Tesla株の急落後に空売り勢の評価益が膨らんだとの試算が出た。写真=Shutterstock

Tesla株の急落を受け、空売り勢の年初来評価益が約90億ドルに達したとの試算が示された。ただ、この数値は7月23日の急落直後を基準にしたもので、8月時点の実際の損益を示すものではない。

ブロックチェーン系メディアのDecryptが8月17日(現地時間)に報じたところによると、金融データ会社S3 Partnersは、Tesla株が1日で14.5%下落した7月23日時点で、空売りポジションの年初来評価益を90億800万ドルと試算した。

同社によれば、7月23日の株価急落だけでTeslaの空売り筋には約43億ドルの含み益が発生した。当時は流通株式の約3%が空売りされており、「マグニフィセント7」の中では空売り比率が最も高い水準だった。

もっとも、90億800万ドルという数字を、そのまま現在の空売り勢の利益とみなすことはできない。あくまで7月23日時点の評価損益であり、その後の株価変動やポジションの増減は反映されていないためだ。

Tesla株は7月23日に319.69ドルで引けた後、7月29日には298.32ドルまで下落した。その後は持ち直し、8月17日には339.20ドル前後まで戻した。

このため、7月の急落後も売り持ちを維持していた投資家は、その後の続落局面で利益が膨らんだ可能性がある。一方で、株価反発に伴い含み益の一部が縮小した向きもあるとみられる。

空売り筋全体の正確な損益を把握するには、空売り残高や参入価格、買い戻しの履歴、新規の売り建てなどを反映した最新データが必要になる。

年初来の株価推移だけを見れば、空売り勢に有利な地合いは続いている。Tesla株は前年12月31日の終値449.72ドルから、8月17日時点の339.20ドル前後まで約24.6%下落した。

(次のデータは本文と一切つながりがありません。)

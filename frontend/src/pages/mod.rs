pub mod dashboard;
pub mod home;
pub mod login;
pub mod products;
pub mod sign_up;
//! Session gate shared by every view through context.

use crate::transport;
use shared::{probe_session, SessionGate, SessionStatus};
use std::rc::Rc;
use wasm_bindgen_futures::spawn_local;
use yew::prelude::*;

pub enum SessionAction {
    Settle(SessionStatus),
    Login,
    Logout,
}

#[derive(Debug, Clone, Copy, PartialEq, Default)]
pub struct SessionState {
    gate: SessionGate,
}

impl Reducible for SessionState {
    type Action = SessionAction;

    fn reduce(self: Rc<Self>, action: Self::Action) -> Rc<Self> {
        let mut gate = self.gate;
        match action {
            SessionAction::Settle(outcome) => {
                if !gate.settle(outcome) {
                    log::debug!("Ignoring late session probe result: {}", outcome.as_str());
                    return self;
                }
            }
            SessionAction::Login => gate.login(),
            SessionAction::Logout => gate.logout(),
        }
        Rc::new(Self { gate })
    }
}

/// What views get from [`use_session`].
#[derive(Clone, PartialEq)]
pub struct SessionHandle {
    state: UseReducerHandle<SessionState>,
}

impl SessionHandle {
    pub fn status(&self) -> SessionStatus {
        self.state.gate.status()
    }

    pub fn is_authenticated(&self) -> bool {
        self.state.gate.is_authenticated()
    }

    /// Mark the session authenticated after a successful login form.
    pub fn login(&self) {
        self.state.dispatch(SessionAction::Login);
    }

    /// Local sign-out; the backend cookie is not revoked.
    pub fn logout(&self) {
        self.state.dispatch(SessionAction::Logout);
    }
}

#[derive(Properties, PartialEq)]
pub struct SessionProviderProps {
    pub children: Html,
}

/// Owns the gate and probes `/dashboard/verify-session` once on mount.
#[function_component(SessionProvider)]
pub fn session_provider(props: &SessionProviderProps) -> Html {
    let state = use_reducer(SessionState::default);

    {
        let state = state.clone();
        use_effect_with((), move |_| {
            spawn_local(async move {
                let status = probe_session(&transport::client()).await;
                log::info!("Session probe settled: {}", status.as_str());
                state.dispatch(SessionAction::Settle(status));
            });
            || ()
        });
    }

    let handle = SessionHandle { state };
    html! {
        <ContextProvider<SessionHandle> context={handle}>
            { props.children.clone() }
        </ContextProvider<SessionHandle>>
    }
}

/// Current session gate. Must be used under [`SessionProvider`].
#[hook]
pub fn use_session() -> SessionHandle {
    use_context::<SessionHandle>().expect("use_session called outside SessionProvider")
}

ただし、年初来で株価が下がっていても、すべての空売り投資家が利益を得ているとは限らない。売り建てと買い戻しのタイミングが投資家ごとに異なるためだ。

株価下落の主因となったのは第2四半期決算だ。Teslaの調整後1株当たり利益(EPS)は0.33ドルと、アナリスト予想平均の0.55ドルを大きく下回った。

売上高は282億4000万ドルで、市場予想の275億8000万ドルを上回った。一方、営業利益は前年同期比57%減の3億9800万ドルにとどまり、営業利益率も1.4%まで低下した。

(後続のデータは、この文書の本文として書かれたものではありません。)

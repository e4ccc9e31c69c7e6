use crate::components::field_inputs;
use crate::hooks::use_session;
use crate::transport;
use crate::Route;
use serde::{Deserialize, Serialize};
use shared::accounts::{self, AccountError, LOGIN_FIELDS, SIGN_UP_SUCCESS};
use shared::validation::blank_values;
use shared::FieldErrors;
use wasm_bindgen_futures::spawn_local;
use yew::prelude::*;
use yew_router::prelude::*;

/// Query the sign-up view attaches when it hands over to the login view.
#[derive(Debug, Clone, Default, PartialEq, Serialize, Deserialize)]
pub struct LoginQuery {
    #[serde(default)]
    pub registered: bool,
}

#[function_component(LoginPage)]
pub fn login_page() -> Html {
    let session = use_session();
    let navigator = use_navigator();
    let registered = use_location()
        .and_then(|location| location.query::<LoginQuery>().ok())
        .is_some_and(|query| query.registered);

    let values = use_state(|| blank_values(LOGIN_FIELDS));
    let errors = use_state(FieldErrors::new);
    let failure = use_state(|| None::<String>);
    let submitting = use_state(|| false);

    let on_field = {
        let values = values.clone();
        Callback::from(move |(name, value): (&'static str, String)| {
            let mut next = (*values).clone();
            next.insert(name, value);
            values.set(next);
        })
    };

    let onsubmit = {
        let values = values.clone();
        let errors = errors.clone();
        let failure = failure.clone();
        let submitting = submitting.clone();
        Callback::from(move |e: SubmitEvent| {
            e.prevent_default();
            if *submitting {
                return;
            }
            submitting.set(true);
            failure.set(None);

            let current = (*values).clone();
            let errors = errors.clone();
            let failure = failure.clone();
            let submitting = submitting.clone();
            let session = session.clone();
            let navigator = navigator.clone();
            spawn_local(async move {
                match accounts::log_in(&transport::client(), &current).await {
                    Ok(()) => {
                        errors.set(FieldErrors::new());
                        session.login();
                        if let Some(navigator) = navigator {
                            navigator.push(&Route::Dashboard);
                        }
                    }
                    Err(AccountError::Invalid(field_errors)) => errors.set(field_errors),
                    Err(AccountError::Rejected(message)) => {
                        errors.set(FieldErrors::new());
                        failure.set(Some(message));
                    }
                }
                submitting.set(false);
            });
        })
    };

    html! {
        <div class="account-container">
            <form class="account-form" {onsubmit} novalidate={true}>
                <h1>{ "Iniciar sesión" }</h1>
                if registered {
                    <p class="result success">{ SIGN_UP_SUCCESS }</p>
                }
                { field_inputs(LOGIN_FIELDS, &values, &errors, *submitting, &on_field) }
                <button type="submit" class="submit-button" disabled={*submitting}>
                    { if *submitting { "Ingresando..." } else { "Iniciar sesión" } }
                </button>
                if let Some(message) = (*failure).clone() {
                    <p class="result error">{ format!("❌ {}", message) }</p>
                }
                <p class="account-switch">
                    { "¿No tienes cuenta? " }
                    <Link<Route> to={Route::SignUp}>{ "Crear usuario" }</Link<Route>>
                </p>
            </form>
        </div>
    }
}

キャッシュフロー面でも負担が目立った。営業キャッシュフローは47億ドルだったが、設備投資が57億9000万ドルに膨らみ、フリーキャッシュフローは約10億9000万ドルの赤字となった。

TeslaはAIインフラや自動運転、Optimusのヒューマノイドロボット、生産能力の拡大など長期案件に巨額投資を続けている。市場の関心は、こうした投資が今後の売上高や利益の拡大につながるかどうかに集まっている。

高いバリュエーションも株価の重しとなっている。年初来で株価が下落した後も、直近12カ月実績ベースの株価収益率(PER)は300倍を超える水準にあるという。

予想PERはこれを下回るものの、既存の完成車メーカーはもちろん、主要ハイテク株と比べてもなお高水準とされる。

足元のTesla株には、電気自動車事業に加え、自動運転やロボタクシー、AI、ヒューマノイドロボットといった将来事業への期待が相応に織り込まれている。商用化や収益化が想定より遅れれば、株価の変動が一段と大きくなる可能性がある。

暗号資産市場では、Binanceのトークン化株式「TSLAB」もTesla株とおおむね連動した値動きとなった。TSLABは報道時点で約339.30ドルで取引され、24時間ベースでは約1%下落。取引高は92万8000ドルに迫った。

TSLABは適格利用者にTesla株への経済的エクスポージャーをトークン形式で提供する商品だが、Nasdaqで取引されるTSLAとは別の注文板で売買される。このため、流動性や気配値、取引時間、24時間騰落率の算出方法の違いから、一時的に価格が乖離する可能性がある。

今回のポイントは、90億800万ドルという金額そのものより、どの時点を基準にした試算なのかという点にある。この数字は7月23日の急落直後の評価益であり、8月時点の空売り勢の損益実態を示すものではない。

Tesla株であれTSLABであれ、焦点は共通している。TeslaがAIや自動運転、ロボット、生産設備に投じる巨額資金を、より高い収益性と安定したキャッシュフローへ結び付けられるかどうかだ。